The Mill Story – Part 6
Ecclesall Hall Farm is believed by some authorities to have been the last remnants of Ecclesall Hall – home to the de Ecclesall family; although greatly reduced in size and converted into a farm, after losing its status, because the Lords of the manor no longer lived there. It stood near the top of Millhouses Lane at the right-hand side, on what would now be the corner of Woodholm Road. The earliest visual evidence we have of it is the clip, top left, from a map of 1807. Perhaps, though, this was always just the farm of a nearby Ecclesall Hall, which has left us no visual traces?
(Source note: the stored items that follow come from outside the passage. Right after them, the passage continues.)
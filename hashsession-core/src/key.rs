//! Session key resolution.
//!
//! A request either carries its session key in a cookie, or gets a freshly
//! minted key together with a `Set-Cookie` header on the response.

use crate::config::SessionOptions;
use crate::error::SessionResult;
use http::header::{COOKIE, SET_COOKIE};
use http::{HeaderMap, HeaderValue};
use std::fmt;
use std::sync::Arc;
use tracing::debug;

/// Generator used to mint keys for requests without a session cookie.
pub type KeyGenerator = Arc<dyn Fn() -> String + Send + Sync>;

/// Opaque identifier of one session.
#[derive(Debug, Clone, PartialEq, Eq, Hash)]
pub struct SessionKey(String);

impl SessionKey {
    /// Wrap an existing key.
    pub fn new(key: impl Into<String>) -> Self {
        Self(key.into())
    }

    /// The key as a string slice.
    pub fn as_str(&self) -> &str {
        &self.0
    }

    /// Whether the key is empty.
    pub fn is_empty(&self) -> bool {
        self.0.is_empty()
    }
}

impl fmt::Display for SessionKey {
    fn fmt(&self, f: &mut fmt::Formatter<'_>) -> fmt::Result {
        f.write_str(&self.0)
    }
}

impl AsRef<str> for SessionKey {
    fn as_ref(&self) -> &str {
        &self.0
    }
}

impl From<String> for SessionKey {
    fn from(key: String) -> Self {
        Self(key)
    }
}

impl From<&str> for SessionKey {
    fn from(key: &str) -> Self {
        Self(key.to_string())
    }
}

/// Generate a new unique session ID.
pub fn generate_session_id() -> String {
    uuid::Uuid::new_v4().to_string()
}

/// Split one `Cookie` header value into trimmed `(name, value)` pairs.
///
/// Pairs that do not split on `=` into exactly two parts are skipped.
pub fn parse_cookie_pairs(header: &str) -> impl Iterator<Item = (&str, &str)> {
    header.split(';').filter_map(|item| {
        let mut parts = item.split('=');
        let name = parts.next()?;
        let value = parts.next()?;
        if parts.next().is_some() {
            return None;
        }
        Some((name.trim(), value.trim()))
    })
}

/// Find the value of the first cookie named `name` across every `Cookie`
/// header of the request.
///
/// The value is returned trimmed but otherwise as sent; it is not
/// percent-decoded.
pub fn find_cookie(headers: &HeaderMap, name: &str) -> Option<String> {
    headers
        .get_all(COOKIE)
        .iter()
        .filter_map(|value| value.to_str().ok())
        .flat_map(parse_cookie_pairs)
        .find(|(cookie_name, _)| *cookie_name == name)
        .map(|(_, value)| value.to_string())
}

/// Resolve the session key for a request.
///
/// Returns the key carried by the configured cookie. When the cookie is
/// missing or empty a new key is minted and one `Set-Cookie` value is
/// appended to `response_headers`; existing values are left untouched.
pub fn resolve_session_key<C>(
    request_headers: &HeaderMap,
    response_headers: &mut HeaderMap,
    options: &SessionOptions<C>,
) -> SessionResult<SessionKey> {
    if let Some(key) = find_cookie(request_headers, options.cookie_name())
        && !key.is_empty()
    {
        return Ok(SessionKey(key));
    }

    let key = SessionKey((options.key_generator())());
    let cookie = options
        .cookie()
        .to_set_cookie_value(options.cookie_name(), key.as_str());
    response_headers.append(SET_COOKIE, HeaderValue::from_str(&cookie)?);

    debug!(cookie_name = options.cookie_name(), "Issued new session key");

    Ok(key)
}
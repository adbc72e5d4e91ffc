//! Observer hooks around remote session commands.

use crate::error::SessionError;
use std::sync::Arc;
use std::time::Instant;
use tracing::{debug, warn};

/// Command name traced around the start-of-request read and TTL renewal.
pub const START_COMMAND: &str = "session.start";

/// Command name traced around the flush transaction.
pub const FLUSH_COMMAND: &str = "session.flush";

/// Receives one start/finish pair per traced command.
pub trait CommandTracer: Send {
    fn command_start(&mut self, target: &str, command: &str, key: &str);

    fn command_finish(&mut self, error: Option<&SessionError>);
}

/// Creates a fresh tracer for each traced command.
pub type TracerFactory = Arc<dyn Fn() -> Box<dyn CommandTracer> + Send + Sync>;

/// Tracer emitting one `tracing` event per finished command.
#[derive(Debug, Default)]
pub struct TracingTracer {
    current: Option<InFlight>,
}

#[derive(Debug)]
struct InFlight {
    target: String,
    command: String,
    key: String,
    started: Instant,
}

impl TracingTracer {
    pub fn new() -> Self {
        Self::default()
    }

    /// Factory handing out a new `TracingTracer` per command.
    pub fn factory() -> TracerFactory {
        Arc::new(|| Box::new(TracingTracer::new()) as Box<dyn CommandTracer>)
    }
}

impl CommandTracer for TracingTracer {
    fn command_start(&mut self, target: &str, command: &str, key: &str) {
        self.current = Some(InFlight {
            target: target.to_string(),
            command: command.to_string(),
            key: key.to_string(),
            started: Instant::now(),
        });
    }

    fn command_finish(&mut self, error: Option<&SessionError>) {
        let Some(cmd) = self.current.take() else {
            return;
        };
        let elapsed_us = cmd.started.elapsed().as_micros() as u64;

        match error {
            None => debug!(
                target_store = %cmd.target,
                command = %cmd.command,
                key = %cmd.key,
                elapsed_us,
                success = true,
                "Session command finished"
            ),
            Some(err) => warn!(
                target_store = %cmd.target,
                command = %cmd.command,
                key = %cmd.key,
                elapsed_us,
                success = false,
                error = %err,
                "Session command failed"
            ),
        }
    }
}

/// Wraps `fut` in a start/finish pair when a factory is configured.
pub(crate) async fn traced<T, F>(
    factory: Option<&TracerFactory>,
    target: &str,
    command: &str,
    key: &str,
    fut: F,
) -> Result<T, SessionError>
where
    F: Future<Output = Result<T, SessionError>>,
{
    let Some(factory) = factory else {
        return fut.await;
    };

    let mut tracer = factory();
    tracer.command_start(target, command, key);
    let result = fut.await;
    tracer.command_finish(result.as_ref().err());
    result
}
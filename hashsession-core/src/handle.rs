//! Shared handle to the request's session.

use crate::codec::{JsonCodec, ValueCodec};
use crate::config::SessionOptions;
use crate::error::{SessionError, SessionResult};
use crate::key::SessionKey;
use crate::session::Session;
use futures::FutureExt;
use http::HeaderMap;
use parking_lot::Mutex;
use serde::Serialize;
use serde::de::DeserializeOwned;
use std::panic::{AssertUnwindSafe, resume_unwind};
use std::sync::Arc;
use tracing::error;

/// Cloneable access to the session of the current request.
///
/// Published in the request extensions by [`SessionLayer`](crate::SessionLayer)
/// and passed to handlers by [`with_session`]. Every method is synchronous.
pub struct SessionHandle<C = JsonCodec>(Arc<Mutex<Session<C>>>);

impl<C> Clone for SessionHandle<C> {
    fn clone(&self) -> Self {
        Self(Arc::clone(&self.0))
    }
}

impl<C: ValueCodec> SessionHandle<C> {
    pub fn new(session: Session<C>) -> Self {
        Self(Arc::new(Mutex::new(session)))
    }

    pub fn key(&self) -> SessionKey {
        self.0.lock().key().clone()
    }

    pub fn try_get<T: DeserializeOwned>(&self, field: &str) -> Option<T> {
        self.0.lock().try_get(field)
    }

    pub fn get<T: DeserializeOwned + Default>(&self, field: &str) -> T {
        self.0.lock().get(field)
    }

    pub fn set<T: Serialize + ?Sized>(
        &self,
        field: impl Into<String>,
        value: &T,
    ) -> SessionResult<()> {
        self.0.lock().set(field, value)
    }

    pub fn remove(&self, field: &str) -> bool {
        self.0.lock().remove(field)
    }

    pub fn contains(&self, field: &str) -> bool {
        self.0.lock().contains(field)
    }

    pub fn pending_len(&self) -> usize {
        self.0.lock().pending_len()
    }

    /// Commit pending mutations. The lock is released while the transaction
    /// is in flight.
    pub(crate) async fn flush(&self) -> SessionResult<()> {
        let plan = self.0.lock().prepare_flush();
        let Some(plan) = plan else {
            return Ok(());
        };

        let committed = plan.execute().await?;
        self.0.lock().complete_flush(committed);
        Ok(())
    }
}

impl<C> std::fmt::Debug for SessionHandle<C> {
    fn fmt(&self, f: &mut std::fmt::Formatter<'_>) -> std::fmt::Result {
        f.debug_tuple("SessionHandle").field(&*self.0.lock()).finish()
    }
}

/// Run `handler` with a session and flush it afterwards.
///
/// The flush runs whether the handler succeeds, fails or panics; a panic is
/// resumed once the flush completes. A handler error takes precedence over a
/// flush error, which is then only logged.
///
/// # Examples
///
/// ```
/// use hashsession_core::{MemoryHashStore, SessionError, SessionOptions, with_session};
/// use http::HeaderMap;
/// use std::sync::Arc;
///
/// # tokio_test::block_on(async {
/// let options = Arc::new(SessionOptions::new(Arc::new(MemoryHashStore::new("local"))));
/// let mut response_headers = HeaderMap::new();
///
/// let visits = with_session(&HeaderMap::new(), &mut response_headers, options, |session| async move {
///     let visits = session.get::<u32>("visits") + 1;
///     session.set("visits", &visits)?;
///     Ok::<_, SessionError>(visits)
/// })
/// .await
/// .unwrap();
///
/// assert_eq!(visits, 1);
/// assert!(response_headers.contains_key(http::header::SET_COOKIE));
/// # });
/// ```
pub async fn with_session<C, F, Fut, T, E>(
    request_headers: &HeaderMap,
    response_headers: &mut HeaderMap,
    options: Arc<SessionOptions<C>>,
    handler: F,
) -> Result<T, E>
where
    C: ValueCodec,
    F: FnOnce(SessionHandle<C>) -> Fut,
    Fut: Future<Output = Result<T, E>>,
    E: From<SessionError>,
{
    let session = Session::start(request_headers, response_headers, options).await?;
    let handle = SessionHandle::new(session);

    let for_handler = handle.clone();
    let outcome = AssertUnwindSafe(async move { handler(for_handler).await })
        .catch_unwind()
        .await;
    let flushed = handle.flush().await;

    match outcome {
        Err(panic) => {
            log_flush_failure(&handle, flushed);
            resume_unwind(panic)
        }
        Ok(Err(err)) => {
            log_flush_failure(&handle, flushed);
            Err(err)
        }
        Ok(Ok(value)) => {
            if let Err(err) = flushed {
                error!(key = %handle.key(), error = %err, "Session flush failed");
                return Err(err.into());
            }
            Ok(value)
        }
    }
}

pub(crate) fn log_flush_failure<C: ValueCodec>(handle: &SessionHandle<C>, flushed: SessionResult<()>) {
    if let Err(err) = flushed {
        error!(key = %handle.key(), error = %err, "Session flush failed after handler error");
    }
}
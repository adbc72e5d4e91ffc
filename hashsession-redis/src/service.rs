//! Redis service for session storage.

use redis::AsyncCommands;
use std::collections::HashMap;
use std::time::Duration;
use tracing::trace;

use crate::{
    RedisConfig, Result,
    pool::{RedisConnection, RedisPool, RedisPoolBuilder, ping},
};

/// Redis service providing a connection pool and the hash commands a
/// session store needs.
///
/// Every call checks a connection out of the pool, so two calls issued
/// concurrently run on two connections.
pub struct RedisService {
    config: RedisConfig,
    pool: RedisPool,
}

impl RedisService {
    /// Create a new Redis service.
    pub async fn new(config: RedisConfig) -> Result<Self> {
        let pool = RedisPoolBuilder::new(config.clone()).build().await?;
        Ok(Self { config, pool })
    }

    /// Create from an existing pool.
    pub fn from_pool(config: RedisConfig, pool: RedisPool) -> Self {
        Self { config, pool }
    }

    /// Get the configuration.
    pub fn config(&self) -> &RedisConfig {
        &self.config
    }

    /// Get the connection pool.
    pub fn pool(&self) -> &RedisPool {
        &self.pool
    }

    /// Get a connection from the pool.
    pub async fn get(&self) -> Result<RedisConnection<'_>> {
        let conn = self.pool.get().await?;
        Ok(RedisConnection::new(conn))
    }

    /// PING the server over a pooled connection.
    pub async fn health_check(&self) -> Result<()> {
        let mut conn = self.get().await?;
        ping(&mut conn).await
    }

    /// Get pool statistics.
    pub fn pool_stats(&self) -> PoolStats {
        let state = self.pool.state();
        PoolStats {
            connections: state.connections,
            idle_connections: state.idle_connections,
        }
    }

    /// HGETALL with raw byte values.
    ///
    /// A missing key yields an empty map.
    pub async fn hgetall_bytes(&self, key: &str) -> Result<HashMap<String, Vec<u8>>> {
        let mut conn = self.get().await?;
        let fields: HashMap<String, Vec<u8>> = conn.hgetall(key).await?;
        trace!(key, fields = fields.len(), "HGETALL");
        Ok(fields)
    }

    /// Set expiration on a key. Returns `false` when the key does not exist.
    pub async fn expire(&self, key: &str, ttl: Duration) -> Result<bool> {
        let mut conn = self.get().await?;
        let result: bool = conn.expire(key, ttl.as_secs() as i64).await?;
        Ok(result)
    }

    /// Get TTL of a key.
    pub async fn ttl(&self, key: &str) -> Result<Option<Duration>> {
        let mut conn = self.get().await?;
        let ttl: i64 = conn.ttl(key).await?;
        if ttl < 0 {
            Ok(None)
        } else {
            Ok(Some(Duration::from_secs(ttl as u64)))
        }
    }

    /// Delete a key.
    pub async fn delete(&self, key: &str) -> Result<bool> {
        let mut conn = self.get().await?;
        let deleted: u32 = conn.del(key).await?;
        Ok(deleted > 0)
    }

    /// Run a pipeline as one MULTI/EXEC block.
    ///
    /// Replies of the queued commands are discarded; either every command
    /// is applied or the call fails.
    pub async fn exec_atomic(&self, mut pipe: redis::Pipeline) -> Result<()> {
        pipe.atomic();
        let mut conn = self.get().await?;
        let _: () = pipe.query_async(&mut *conn).await?;
        Ok(())
    }
}

/// Connection pool statistics.
#[derive(Debug, Clone)]
pub struct PoolStats {
    /// Total connections.
    pub connections: u32,
    /// Idle connections.
    pub idle_connections: u32,
}
// hashsession - Redis hash backed request sessions
//
// A session mirrors one remote hash for the duration of a request: read once
// at the start, buffered in memory, and committed in a single MULTI/EXEC at
// the end.

// Re-export core functionality
pub use hashsession_core::*;

// Re-export the Redis integration
#[cfg(feature = "redis")]
pub use hashsession_redis;

#[cfg(feature = "redis")]
pub use hashsession_redis::{RedisConfig, RedisError, RedisService};

/// Prelude for common imports.
pub mod prelude {
    pub use hashsession_core::prelude::*;

    #[cfg(feature = "redis")]
    pub use hashsession_core::redis_group;
    #[cfg(feature = "redis")]
    pub use hashsession_redis::{RedisConfig, RedisService};
}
Some two hundred years ago Joseph Hunter wrote [i]There is, or at least lately was, within the Manor of Ecclesall, an ordinary dwelling house, which was dignified by the title of Ecclesall Hall. It stood near the old chapel and was probably on the site of the original seat of the Ecclesalls’ lords of Ecclesall. The way Hunter phrases this statement implies that he, or others of his acquaintance, had actually seen it, but it no longer existed at the start of the nineteenth century, so you can take your pick.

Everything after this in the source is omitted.